At the beginning of Spring 1935, Hesse returns to the theme of emotional repression. In a reserved, roundabout manner, Billie Jo admits to having a crush on Mad Dog Craddock, a local farm boy whose good looks and talent as a singer have provoked envy in Billie Jo. However, Billie Jo will not make her desire known to Mad Dog, preferring to disregard her feelings and convince herself that there’s no way he would choose her over other girls. It seems Mad Dog also doesn’t know how to express his feelings, walking in silence with Billie Jo and looking at her with a confusing mix of kindness and antagonism.

Hesse further develops the theme of emotional repression with Bayard’s denial about the spots that have suddenly grown on his face. Both Billie Jo and Bayard are aware of the fact that Bayard’s own father had the same spots, which proved cancerous. However, rather than treat the spots, Bayard seems to accept them, as if accepting his inevitable death. Meanwhile, Billie Jo doesn’t know how to express her concern, so both father and daughter mirror each other’s stubbornness and choose to ignore the potentially fatal growths on Bayard’s face.

The theme of escape arises with the news that Aunt Ellis, Bayard’s sister, is inviting Billie Jo to come live with her in Lubbock, Texas. This is the first solid opportunity to escape her surroundings that Billie Jo has been offered; however, she doesn’t relish the prospect of living with her aunt. This suggests that, regardless of her feelings toward her aunt, Billie Jo is more attached to Cimarron County and the people there than she may realize when she fantasizes about escaping.

Meanwhile, escape becomes a necessity for some: more massive dust storms mean that greater numbers of local people are abandoning their farms to find work in California, which is looked to as a land of promise because agriculture in the state is actually expanding in the 1930s and unemployment benefits are higher. The plight of those living in the Dust Bowl has become an international news story, attracting the attention of Canadian photographer James Kingsbury. In this part of the book, Hesse is alluding to the historically significant black-and-white photos that Kingsbury took of the Dust Bowl.

The theme of escape also arises in another historical allusion when Billie Jo expresses her desire to join the Civilian Conservation Corps (CCC), a major jobs program established through the New Deal legislation.

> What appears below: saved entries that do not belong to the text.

//! Ray probing
//!
//! Builds rays from configuration and evaluates them at a list of parameters.
//! The math core never validates its inputs, so rays whose direction cannot
//! be normalized to unit length are rejected here before they are constructed.

use std::fmt;

use raycore_math::{Ray3, Real, Vector, Vector3};

use crate::config::{ProbeConfig, ProbeRayConfig};

/// Error type for probe setup
#[derive(Debug, Clone, PartialEq)]
pub enum ProbeError {
    /// Ray direction does not normalize to unit length
    ///
    /// Covers true zero vectors as well as directions so small or so large
    /// that the squared norm underflows or overflows.
    ZeroDirection { index: usize },
    /// Ray origin or direction contains NaN or infinity
    NonFinite { index: usize },
}

impl fmt::Display for ProbeError {
    fn fmt(&self, f: &mut fmt::Formatter<'_>) -> fmt::Result {
        match self {
            ProbeError::ZeroDirection { index } => {
                write!(f, "Probe ray {} has a direction that cannot be normalized", index)
            }
            ProbeError::NonFinite { index } => {
                write!(f, "Probe ray {} has a non-finite component", index)
            }
        }
    }
}

impl std::error::Error for ProbeError {}

/// A point sampled along a probe ray
#[derive(Debug, Clone, Copy, PartialEq)]
pub struct ProbeSample {
    /// Index of the ray in the probe configuration
    pub ray: usize,
    /// Ray parameter
    pub t: Real,
    /// `origin + t * direction`
    pub point: Vector3,
}

/// Allowed deviation from unit length after normalization
const UNIT_EPSILON: Real = 1e-9;

fn is_finite(v: Vector3) -> bool {
    v.x.is_finite() && v.y.is_finite() && v.z.is_finite()
}

/// Build a single ray from its configuration
pub fn build_ray(index: usize, config: &ProbeRayConfig) -> Result<Ray3, ProbeError> {
    let origin = Vector3::from(config.origin);
    let direction = Vector3::from(config.direction);

    if !is_finite(origin) || !is_finite(direction) {
        return Err(ProbeError::NonFinite { index });
    }

    let ray = Ray3::new(origin, direction);
    let unit = ray.direction();
    if !is_finite(unit) || (unit.norm() - 1.0).abs() > UNIT_EPSILON {
        return Err(ProbeError::ZeroDirection { index });
    }

    Ok(ray)
}

/// Build all configured rays, failing on the first invalid one
pub fn build_rays(config: &ProbeConfig) -> Result<Vec<Ray3>, ProbeError> {
    config
        .rays
        .iter()
        .enumerate()
        .map(|(i, ray)| build_ray(i, ray))
        .collect()
}

/// Evaluate every ray at every parameter, ray-major
pub fn sample(rays: &[Ray3], ts: &[Real]) -> Vec<ProbeSample> {
    rays.iter()
        .enumerate()
        .flat_map(|(i, ray)| {
            ts.iter().map(move |&t| ProbeSample {
                ray: i,
                t,
                point: ray.at(t),
            })
        })
        .collect()
}

/// Build the configured rays and sample them
pub fn run(config: &ProbeConfig) -> Result<Vec<ProbeSample>, ProbeError> {
    let rays = build_rays(config)?;
    log::info!(
        "Probing {} rays at {} parameters",
        rays.len(),
        config.samples.len()
    );

    for (i, ray) in rays.iter().enumerate() {
        let d = ray.direction();
        log::debug!(
            "Ray {}: origin ({:.3}, {:.3}, {:.3}), direction ({:.3}, {:.3}, {:.3})",
            i,
            ray.origin().x,
            ray.origin().y,
            ray.origin().z,
            d.x,
            d.y,
            d.z
        );
    }

    let samples = sample(&rays, &config.samples);
    for s in &samples {
        log::info!(
            "ray {} t={:.3} -> ({:.3}, {:.3}, {:.3})",
            s.ray,
            s.t,
            s.point.x,
            s.point.y,
            s.point.z
        );
    }

    Ok(samples)
}

#[cfg(test)]
mod tests {
    use super::*;

    fn ray_config(origin: [f64; 3], direction: [f64; 3]) -> ProbeRayConfig {
        ProbeRayConfig { origin, direction }
    }

    #[test]
    fn test_build_ray_normalizes() {
        let ray = build_ray(0, &ray_config([0.0, 0.0, 0.0], [0.0, 0.0, 5.0])).unwrap();
        assert_eq!(ray.direction(), Vector3::Z);
    }

    #[test]
    fn test_build_ray_zero_direction() {
        let err = build_ray(3, &ray_config([1.0, 1.0, 1.0], [0.0, 0.0, 0.0])).unwrap_err();
        assert_eq!(err, ProbeError::ZeroDirection { index: 3 });
        assert!(err.to_string().contains("cannot be normalized"));
    }

    #[test]
    fn test_build_ray_direction_overflows_norm() {
        // Squared norm overflows to infinity, normalizing would give (0, 0, 0)
        let err = build_ray(0, &ray_config([0.0; 3], [1e200, 0.0, 0.0])).unwrap_err();
        assert_eq!(err, ProbeError::ZeroDirection { index: 0 });
    }

    #[test]
    fn test_build_ray_direction_underflows_norm() {
        // Squared norm underflows to zero, normalizing would give infinity
        let err = build_ray(4, &ray_config([0.0; 3], [1e-200, 0.0, 0.0])).unwrap_err();
        assert_eq!(err, ProbeError::ZeroDirection { index: 4 });
    }

    #[test]
    fn test_build_ray_accepts_large_and_small_directions() {
        let ray = build_ray(0, &ray_config([0.0; 3], [1e100, 0.0, 0.0])).unwrap();
        assert!((ray.direction().norm() - 1.0).abs() < UNIT_EPSILON);

        let ray = build_ray(0, &ray_config([0.0; 3], [0.0, 1e-100, 0.0])).unwrap();
        assert!((ray.direction().norm() - 1.0).abs() < UNIT_EPSILON);
    }

    #[test]
    fn test_build_ray_non_finite() {
        let err = build_ray(1, &ray_config([f64::NAN, 0.0, 0.0], [1.0, 0.0, 0.0])).unwrap_err();
        assert_eq!(err, ProbeError::NonFinite { index: 1 });

        let err = build_ray(2, &ray_config([0.0; 3], [f64::INFINITY, 0.0, 0.0])).unwrap_err();
        assert_eq!(err, ProbeError::NonFinite { index: 2 });
    }

    #[test]
    fn test_build_rays_reports_first_bad_index() {
        let config = ProbeConfig {
            rays: vec![
                ray_config([0.0; 3], [1.0, 0.0, 0.0]),
                ray_config([0.0; 3], [0.0, 0.0, 0.0]),
            ],
            samples: vec![1.0],
        };
        assert_eq!(build_rays(&config).unwrap_err(), ProbeError::ZeroDirection { index: 1 });
    }

    #[test]
    fn test_sample_is_ray_major() {
        let rays = vec![
            Ray3::new(Vector3::ZERO, Vector3::Z),
            Ray3::new(Vector3::X, Vector3::Y),
        ];
        let samples = sample(&rays, &[0.0, 2.0]);
        assert_eq!(samples.len(), 4);
        assert_eq!(samples[0].point, Vector3::ZERO);
        assert_eq!(samples[1].point, Vector3::new(0.0, 0.0, 2.0));
        assert_eq!(samples[2].ray, 1);
        assert_eq!(samples[3].point, Vector3::new(1.0, 2.0, 0.0));
    }

    #[test]
    fn test_run_default_config() {
        let samples = run(&ProbeConfig::default()).unwrap();
        assert_eq!(samples.len(), 2);
        assert_eq!(samples[1].point, Vector3::Z);
    }
}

The CCC aimed to give jobs to unemployed young men; this work was usually manual labor related to the development and conservation of government-owned rural lands, with CCC employees undertaking projects such as bridge, road, and trail construction. The popular program ran for nine years, closing once outside employment opportunities arose and the Roosevelt administration began to shift the focus of government programs to the war effort in the early 1940s. Unfortunately for Billie Jo, the CCC, for all its virtues, was a product of its time and only sought to employ men.